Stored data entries

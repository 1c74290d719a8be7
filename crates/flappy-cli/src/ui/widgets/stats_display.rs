use std::iter;

use ratatui::{
    buffer::Buffer,
    layout::{Constraint, Layout, Rect},
    text::Line,
    widgets::{Block as BlockWidget, BlockExt as _, Widget},
};

use crate::ui::widgets::style;

#[derive(Debug, Clone)]
pub enum StatRow {
    Empty,
    LabelValue(&'static str, String),
}

/// A column of right-aligned `LABEL: value` rows.
#[derive(Debug)]
pub struct StatsDisplay<'a> {
    rows: Vec<StatRow>,
    block: Option<BlockWidget<'a>>,
}

impl<'a> StatsDisplay<'a> {
    pub fn new(rows: Vec<StatRow>) -> Self {
        Self { rows, block: None }
    }

    pub fn block(self, block: BlockWidget<'a>) -> Self {
        Self {
            block: Some(block),
            ..self
        }
    }

    pub fn width(&self) -> u16 {
        22 + super::block_horizontal_margin(self.block.as_ref())
    }

    pub fn height(&self) -> u16 {
        u16::try_from(self.rows.len()).unwrap_or(u16::MAX)
            + super::block_vertical_margin(self.block.as_ref())
    }
}

impl Widget for StatsDisplay<'_> {
    fn render(self, area: Rect, buf: &mut Buffer)
    where
        Self: Sized,
    {
        self.block.as_ref().render(area, buf);
        let area = self.block.inner_if_some(area);

        let style = style::DEFAULT;
        let layout = Layout::vertical((0..self.rows.len()).map(|_| Constraint::Length(1)));
        let row_areas = area.layout_vec(&layout);

        for (row, area) in iter::zip(self.rows, row_areas) {
            match row {
                StatRow::Empty => {}
                StatRow::LabelValue(label, value) => {
                    let [label_area, value_area] = area.layout(&Layout::horizontal([
                        Constraint::Fill(1),
                        Constraint::Fill(1),
                    ]));
                    Line::styled(label, style)
                        .left_aligned()
                        .render(label_area, buf);
                    Line::styled(value, style)
                        .right_aligned()
                        .render(value_area, buf);
                }
            }
        }
    }
}

#[cfg(test)]
mod tests {
    use super::*;

    #[test]
    fn test_rows_render_label_and_value() {
        let display = StatsDisplay::new(vec![
            StatRow::LabelValue("SCORE:", "7".to_owned()),
            StatRow::Empty,
        ]);
        assert_eq!(display.height(), 2);
        assert_eq!(display.width(), 22);

        let area = Rect::new(0, 0, 22, 2);
        let mut buf = Buffer::empty(area);
        display.render(area, &mut buf);

        let first_row: String = (0..22).map(|x| buf[(x, 0)].symbol()).collect();
        assert!(first_row.starts_with("SCORE:"));
        assert!(first_row.ends_with('7'));
    }
}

TO DO: Set down the records again without altering a word.

EXERCISE RESPONSE:
repository 1c74290d719a8be7
filename crates/flappy-cli/src/ui/widgets/stats_display.rs
use std::iter;

use ratatui::{
    buffer::Buffer,
    layout::{Constraint, Layout, Rect},
    text::Line,
    widgets::{Block as BlockWidget, BlockExt as _, Widget},
};

use crate::ui::widgets::style;

#[derive(Debug, Clone)]
pub enum StatRow {
    Empty,
    LabelValue(&'static str, String),
}

/// A column of right-aligned `LABEL: value` rows.
#[derive(Debug)]
pub struct StatsDisplay<'a> {
    rows: Vec<StatRow>,
    block: Option<BlockWidget<'a>>,
}

impl<'a> StatsDisplay<'a> {
    pub fn new(rows: Vec<StatRow>) -> Self {
        Self { rows, block: None }
    }

    pub fn block(self, block: BlockWidget<'a>) -> Self {
        Self {
            block: Some(block),
            ..self
        }
    }

    pub fn width(&self) -> u16 {
        22 + super::block_horizontal_margin(self.block.as_ref())
    }

    pub fn height(&self) -> u16 {
        u16::try_from(self.rows.len()).unwrap_or(u16::MAX)
            + super::block_vertical_margin(self.block.as_ref())
    }
}

impl Widget for StatsDisplay<'_> {
    fn render(self, area: Rect, buf: &mut Buffer)
    where
        Self: Sized,
    {
        self.block.as_ref().render(area, buf);
        let area = self.block.inner_if_some(area);

        let style = style::DEFAULT;
        let layout = Layout::vertical((0..self.rows.len()).map(|_| Constraint::Length(1)));
        let row_areas = area.layout_vec(&layout);

        for (row, area) in iter::zip(self.rows, row_areas) {
            match row {
                StatRow::Empty => {}
                StatRow::LabelValue(label, value) => {
                    let [label_area, value_area] = area.layout(&Layout::horizontal([
                        Constraint::Fill(1),
                        Constraint::Fill(1),
                    ]));
                    Line::styled(label, style)
                        .left_aligned()
                        .render(label_area, buf);
                    Line::styled(value, style)
                        .right_aligned()
                        .render(value_area, buf);
                }
            }
        }
    }
}

#[cfg(test)]
mod tests {
    use super::*;

    #[test]
    fn test_rows_render_label_and_value() {
        let display = StatsDisplay::new(vec![
            StatRow::LabelValue("SCORE:", "7".to_owned()),
            StatRow::Empty,
        ]);
        assert_eq!(display.height(), 2);
        assert_eq!(display.width(), 22);

        let area = Rect::new(0, 0, 22, 2);
        let mut buf = Buffer::empty(area);
        display.render(area, &mut buf);

        let first_row: String = (0..22).map(|x| buf[(x, 0)].symbol()).collect();
        assert!(first_row.starts_with("SCORE:"));
        assert!(first_row.ends_with('7'));
    }
}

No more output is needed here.